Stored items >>
+ + +

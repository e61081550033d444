//! Time-bounded response cache.
//!
//! Entries carry a fixed TTL stamped at insertion. There is no janitor task:
//! an expired entry is dropped by the first `get` that trips over it.

mod key;

pub use key::cache_key;

use std::sync::Arc;
use std::sync::atomic::{AtomicU64, Ordering};
use std::time::Duration;

use chrono::{DateTime, Utc};
use dashmap::DashMap;
use serde::{Deserialize, Serialize};

use crate::clock::{Clock, SystemClock, shift};

pub const DEFAULT_TTL: Duration = Duration::from_secs(5 * 60);

#[derive(Debug, Clone, Copy, PartialEq, Eq, Serialize, Deserialize)]
#[serde(default)]
pub struct CacheConfig {
    /// Written as `ttl_secs`; fractional seconds are kept.
    #[serde(rename = "ttl_secs", with = "crate::clock::duration_secs")]
    pub ttl: Duration,
}

impl Default for CacheConfig {
    fn default() -> Self {
        Self { ttl: DEFAULT_TTL }
    }
}

impl CacheConfig {
    pub fn with_ttl(ttl: Duration) -> Self {
        Self { ttl }
    }

    /// Effective TTL; only a zero TTL falls back to [`DEFAULT_TTL`].
    pub fn effective_ttl(&self) -> Duration {
        if self.ttl.is_zero() {
            DEFAULT_TTL
        } else {
            self.ttl
        }
    }
}

/// Cache statistics
#[derive(Clone, Debug, Default, PartialEq, Eq, Serialize, Deserialize)]
pub struct CacheStats {
    pub hits: u64,
    pub misses: u64,
    /// Misses caused by an entry that had outlived its TTL.
    pub expired: u64,
}

impl CacheStats {
    pub fn hit_rate(&self) -> f64 {
        let total = self.hits + self.misses;
        if total == 0 {
            return 0.0;
        }
        self.hits as f64 / total as f64
    }
}

#[derive(Debug, Clone)]
struct CacheEntry<V> {
    value: V,
    expires_at: DateTime<Utc>,
}

impl<V> CacheEntry<V> {
    fn is_live(&self, now: DateTime<Utc>) -> bool {
        now < self.expires_at
    }
}

enum Lookup<V> {
    Hit(V),
    Expired,
    Miss,
}

pub struct ResponseCache<V> {
    ttl: Duration,
    items: DashMap<String, CacheEntry<V>>,
    clock: Arc<dyn Clock>,
    hits: AtomicU64,
    misses: AtomicU64,
    expired: AtomicU64,
}

impl<V: Clone> ResponseCache<V> {
    pub fn new(config: CacheConfig) -> Self {
        Self::with_clock(config, Arc::new(SystemClock))
    }

    pub fn with_clock(config: CacheConfig, clock: Arc<dyn Clock>) -> Self {
        Self {
            ttl: config.effective_ttl(),
            items: DashMap::new(),
            clock,
            hits: AtomicU64::new(0),
            misses: AtomicU64::new(0),
            expired: AtomicU64::new(0),
        }
    }

    pub fn ttl(&self) -> Duration {
        self.ttl
    }

    /// Returns a clone of the live value for `key`.
    ///
    /// An expired entry reads as a miss and is removed on the way out. The
    /// empty key always misses.
    pub fn get(&self, key: &str) -> Option<V> {
        if key.is_empty() {
            self.misses.fetch_add(1, Ordering::Relaxed);
            return None;
        }

        let now = self.clock.now();
        let lookup = match self.items.get(key) {
            None => Lookup::Miss,
            Some(entry) if entry.is_live(now) => Lookup::Hit(entry.value.clone()),
            Some(_) => Lookup::Expired,
        };

        match lookup {
            Lookup::Hit(value) => {
                self.hits.fetch_add(1, Ordering::Relaxed);
                Some(value)
            }
            Lookup::Expired => {
                // Re-checked under the shard write lock: a concurrent `set`
                // may already have replaced the stale entry.
                self.items.remove_if(key, |_, entry| !entry.is_live(now));
                self.expired.fetch_add(1, Ordering::Relaxed);
                self.misses.fetch_add(1, Ordering::Relaxed);
                None
            }
            Lookup::Miss => {
                self.misses.fetch_add(1, Ordering::Relaxed);
                None
            }
        }
    }

    /// Stores `value` until `now + ttl`, replacing any previous entry and its
    /// expiry. The empty key is ignored.
    pub fn set(&self, key: impl Into<String>, value: V) {
        let key = key.into();
        if key.is_empty() {
            tracing::debug!("Ignoring cache write for empty key");
            return;
        }
        let expires_at = shift(self.clock.now(), self.ttl);
        self.items.insert(key, CacheEntry { value, expires_at });
    }

    pub fn remove(&self, key: &str) -> Option<V> {
        self.items.remove(key).map(|(_, entry)| entry.value)
    }

    /// Number of stored entries, including expired ones not yet purged.
    pub fn len(&self) -> usize {
        self.items.len()
    }

    pub fn is_empty(&self) -> bool {
        self.items.is_empty()
    }

    pub fn stats(&self) -> CacheStats {
        CacheStats {
            hits: self.hits.load(Ordering::Relaxed),
            misses: self.misses.load(Ordering::Relaxed),
            expired: self.expired.load(Ordering::Relaxed),
        }
    }
}

impl<V> std::fmt::Debug for ResponseCache<V> {
    fn fmt(&self, f: &mut std::fmt::Formatter<'_>) -> std::fmt::Result {
        f.debug_struct("ResponseCache")
            .field("ttl", &self.ttl)
            .field("entries", &self.items.len())
            .finish()
    }
}
//! Per-tenant token bucket admission control.
//!
//! Buckets are created lazily on first sight and live in a sharded map. The
//! refill and check-and-decrement for one tenant run under that tenant's
//! shard lock, so two requests racing for the last token can never both be
//! admitted, while tenants on other shards proceed in parallel.

mod bucket;

use std::sync::Arc;

use dashmap::DashMap;
use serde::{Deserialize, Serialize};

use self::bucket::TokenBucket;
use crate::clock::{Clock, SystemClock};
use crate::tenant::normalize_tenant;

pub const DEFAULT_RATE_PER_SEC: f64 = 5.0;
pub const DEFAULT_BURST: u32 = 10;

#[derive(Debug, Clone, Copy, PartialEq, Serialize, Deserialize)]
#[serde(default)]
pub struct RateLimitConfig {
    pub rate_per_sec: f64,
    pub burst: u32,
}

impl Default for RateLimitConfig {
    fn default() -> Self {
        Self {
            rate_per_sec: DEFAULT_RATE_PER_SEC,
            burst: DEFAULT_BURST,
        }
    }
}

impl RateLimitConfig {
    pub fn new(rate_per_sec: f64, burst: u32) -> Self {
        Self {
            rate_per_sec,
            burst,
        }
    }

    /// Replaces non-positive settings with the defaults.
    pub fn normalized(self) -> Self {
        let rate_per_sec = if self.rate_per_sec.is_finite() && self.rate_per_sec > 0.0 {
            self.rate_per_sec
        } else {
            DEFAULT_RATE_PER_SEC
        };
        let burst = if self.burst == 0 {
            DEFAULT_BURST
        } else {
            self.burst
        };
        Self {
            rate_per_sec,
            burst,
        }
    }
}

pub struct TenantRateLimiter {
    config: RateLimitConfig,
    buckets: DashMap<String, TokenBucket>,
    clock: Arc<dyn Clock>,
}

impl TenantRateLimiter {
    pub fn new(config: RateLimitConfig) -> Self {
        Self::with_clock(config, Arc::new(SystemClock))
    }

    pub fn with_clock(config: RateLimitConfig, clock: Arc<dyn Clock>) -> Self {
        Self {
            config: config.normalized(),
            buckets: DashMap::new(),
            clock,
        }
    }

    pub fn config(&self) -> &RateLimitConfig {
        &self.config
    }

    /// Admits the request if the tenant's bucket holds at least one token.
    ///
    /// Never blocks beyond the shard lock and never fails.
    pub fn allow(&self, tenant_id: &str) -> bool {
        let tenant = normalize_tenant(tenant_id);
        let burst = f64::from(self.config.burst);
        let now = self.clock.now();

        let mut created = false;
        let mut bucket = self
            .buckets
            .entry(tenant.to_owned())
            .or_insert_with(|| {
                created = true;
                TokenBucket::first_seen(burst, now)
            });
        if created {
            return true;
        }

        if bucket.is_corrupt(burst) {
            tracing::warn!(
                tenant_id = tenant,
                tokens = bucket.tokens(),
                "Reinitializing corrupt token bucket"
            );
            *bucket = TokenBucket::first_seen(burst, now);
            return true;
        }

        bucket.refill(now, self.config.rate_per_sec, burst);
        bucket.try_take()
    }

    /// Tokens the tenant would have right now, without spending any.
    pub fn available(&self, tenant_id: &str) -> Option<f64> {
        let tenant = normalize_tenant(tenant_id);
        let now = self.clock.now();
        let mut bucket = self.buckets.get(tenant)?.value().clone();
        bucket.refill(now, self.config.rate_per_sec, f64::from(self.config.burst));
        Some(bucket.tokens())
    }

    pub fn tenant_count(&self) -> usize {
        self.buckets.len()
    }

    #[cfg(test)]
    fn corrupt(&self, tenant_id: &str, tokens: f64) {
        if let Some(mut bucket) = self.buckets.get_mut(tenant_id) {
            *bucket = TokenBucket::first_seen(tokens + 1.0, self.clock.now());
        }
    }
}

impl Default for TenantRateLimiter {
    fn default() -> Self {
        Self::new(RateLimitConfig::default())
    }
}

impl std::fmt::Debug for TenantRateLimiter {
    fn fmt(&self, f: &mut std::fmt::Formatter<'_>) -> std::fmt::Result {
        f.debug_struct("TenantRateLimiter")
            .field("config", &self.config)
            .field("tenants", &self.buckets.len())
            .finish()
    }
}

+ + +

TRY IT >>
Reproduce the lines of the entries above from the one with "trips over it." to the one with "Effective TTL; only", both included, exactly and without any other line.

TASK RESULT >>
//! an expired entry is dropped by the first `get` that trips over it.

mod key;

pub use key::cache_key;

use std::sync::Arc;
use std::sync::atomic::{AtomicU64, Ordering};
use std::time::Duration;

use chrono::{DateTime, Utc};
use dashmap::DashMap;
use serde::{Deserialize, Serialize};

use crate::clock::{Clock, SystemClock, shift};

pub const DEFAULT_TTL: Duration = Duration::from_secs(5 * 60);

#[derive(Debug, Clone, Copy, PartialEq, Eq, Serialize, Deserialize)]
#[serde(default)]
pub struct CacheConfig {
    /// Written as `ttl_secs`; fractional seconds are kept.
    #[serde(rename = "ttl_secs", with = "crate::clock::duration_secs")]
    pub ttl: Duration,
}

impl Default for CacheConfig {
    fn default() -> Self {
        Self { ttl: DEFAULT_TTL }
    }
}

impl CacheConfig {
    pub fn with_ttl(ttl: Duration) -> Self {
        Self { ttl }
    }

    /// Effective TTL; only a zero TTL falls back to [`DEFAULT_TTL`].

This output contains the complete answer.